My research has focussed on two elements. Digital Beings….. and the Virtual Space they inhabit….. The way I have attempted to represent these ideas has been highly experimental, and the hearty balance of media I wished for at the beginning of the course has yet to reach fruition. The act of researching the alternative to a real being in physical space from the point of view of a physical person naturally promotes a level of balance between the two but practically, in some cases, I’ve found more comfort in digital process over physical. My desire to physically paint has hopelessly diminished over the past 6 months, and instead an interest in combining physical drawings with 3D animation and processing has evolved.
A mixed media approach has always been my direction, however, their integration with one another is crucial. I feel my successes in the previous year have been in one medium, never the integration of many. For both the mini workshop and the Interim show, I’ve produced physical canvases, one oils, one inks (and wool)… the concepts behind these works have differed, “Society of Spectacle” visualised the ‘meta-city’ and its disconnected inhabitants, constantly missing the spectacles in front of their eyes whilst focussing on endless handheld distractions. “Congregation” is a composition of red-blooded empty shells of people each captivated by their own individualised sermon being read to the them by their personal devices. These works have focused on information addiction, which maybe goes hand in hand when trying to decipher the definition of Digital Identity, but then again, each individual represents identity differently, and its definitely a horribly broad umbrella term. After spending most of first year looking at the definition of digital identity in a very singular way, towards the end, I began to realise my interest in the representation of religion. I’m not a religious person, but I’m fascinated by religious art. In my eyes, nothing more important could have happened to humanity than the invention of religion. The ethics, arts and evolutions that have come from it are unrivalled. There are of course some very nasty moments in history where religion can be blamed, but I’m looking at it positively. Many of the worlds treasures would not have been created without a belief in God, and in simpler times, the question of the Unknown may have been a much more frightening prospect.
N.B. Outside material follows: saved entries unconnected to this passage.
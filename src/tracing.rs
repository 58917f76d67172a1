use crate::Status;
use tracing::{level_filters::LevelFilter, Level};
use tracing_subscriber::{
    fmt::writer::MakeWriterExt, layer::SubscriberExt, util::SubscriberInitExt, Layer,
};

pub struct Tracing;

impl Tracing {
    /// Human readable logs on stderr.
    pub fn setup(name: &str) -> Result<(), Status> {
        match tracing_subscriber::registry()
            .with(
                tracing_subscriber::fmt::Layer::new()
                    .with_target(false)
                    .with_writer(std::io::stderr.with_max_level(Level::INFO))
                    .with_filter(LevelFilter::INFO),
            )
            .try_init()
        {
            Ok(()) => Ok(()),
            Err(e) => {
                eprintln!("{name}: {e}");
                Err(Status::new("Failed to setup tracing", e))
            }
        }
    }

    /// Stackdriver formatted JSON logs on stderr.
    pub fn setup_prod(name: &str) -> Result<(), Status> {
        match tracing_subscriber::registry()
            .with(
                tracing_stackdriver::layer()
                    .with_writer(std::io::stderr.with_max_level(Level::INFO)),
            )
            .try_init()
        {
            Ok(()) => Ok(()),
            Err(e) => {
                eprintln!("{name}: {e}");
                Err(Status::new("Failed to setup tracing", e))
            }
        }
    }
}
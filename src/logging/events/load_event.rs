use serde::{Deserialize, Serialize};
use valuable::Valuable;

use crate::{log_event, logging::LogEvent, Status};

#[derive(Serialize, Deserialize, Valuable, Default, Clone, Debug)]
pub struct LoadEvent {
    path: String,
    schema: String,
    rows: usize,
    games: usize,
    error: Option<String>,
}

impl LoadEvent {
    pub fn new(path: &str, schema: &str) -> Self {
        LoadEvent {
            path: path.to_owned(),
            schema: schema.to_owned(),
            ..Default::default()
        }
    }

    pub fn log(mut self, rows: usize, games: usize) {
        self.rows = rows;
        self.games = games;
        log_event!(LogEvent::Load(self));
    }

    pub fn log_error(mut self, status: &Status) {
        self.error = Some(status.to_string());
        log_event!(LogEvent::Load(self));
    }
}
These thoughts about the online individual, his offline counterpart, how these individuals bunch up together to make communities and their eradication of traditions over facts, have then often been placed in images attempting to visualise the complexity of internet traffic?… The results have been aesthetically complex but conceptually very simplistic. I’ve spread my focus across a number of keen interests, and need to find more depth. Maybe thats the definition of quantitive over qualitative. But do these ideas not all come hand in hand? If we are to look at the stained glass windows of church interiors, the likelihood is the vast glass areas display what appear to be very complex aesthetics, but the stories behind them are intentionally made to be accessible to the masses. Or in fact maybe its the importance of an ethical question made simple to connect with the masses. Either way, trying to present overly complex ideas only promotes exclusivity, which has been, in my mind, the worst aspect of the contemporary art world in the past century. Then again, overly inclusive themes and concepts can be deemed ‘pop’ and sellable in an increasingly financial art world. As with anything, either side of the spectrum is extreme. I read an interesting article by Guardian art critic Jonathan Jones on Ikeda’s ‘Supersymmetry’ and how he believes that although the work was an impressive spectacle, the perceived complexity of it only strengthened Jones’s belief that Ikeda had no idea what was going on in CERN. Particle physics is complex, and therefore Ikeda represented it with aesthetic complexity…. but unlike Ikeda’s work… the complexity of CERN’s research actually means something. This has brought me back to my own work, and visualising internet traffic… Obviously the internet is a busy place, but empty lines can’t represent its manic behaviour, whats its made up of? what times and when is it used? The lines must be textured with media, or better yet, represent actual data.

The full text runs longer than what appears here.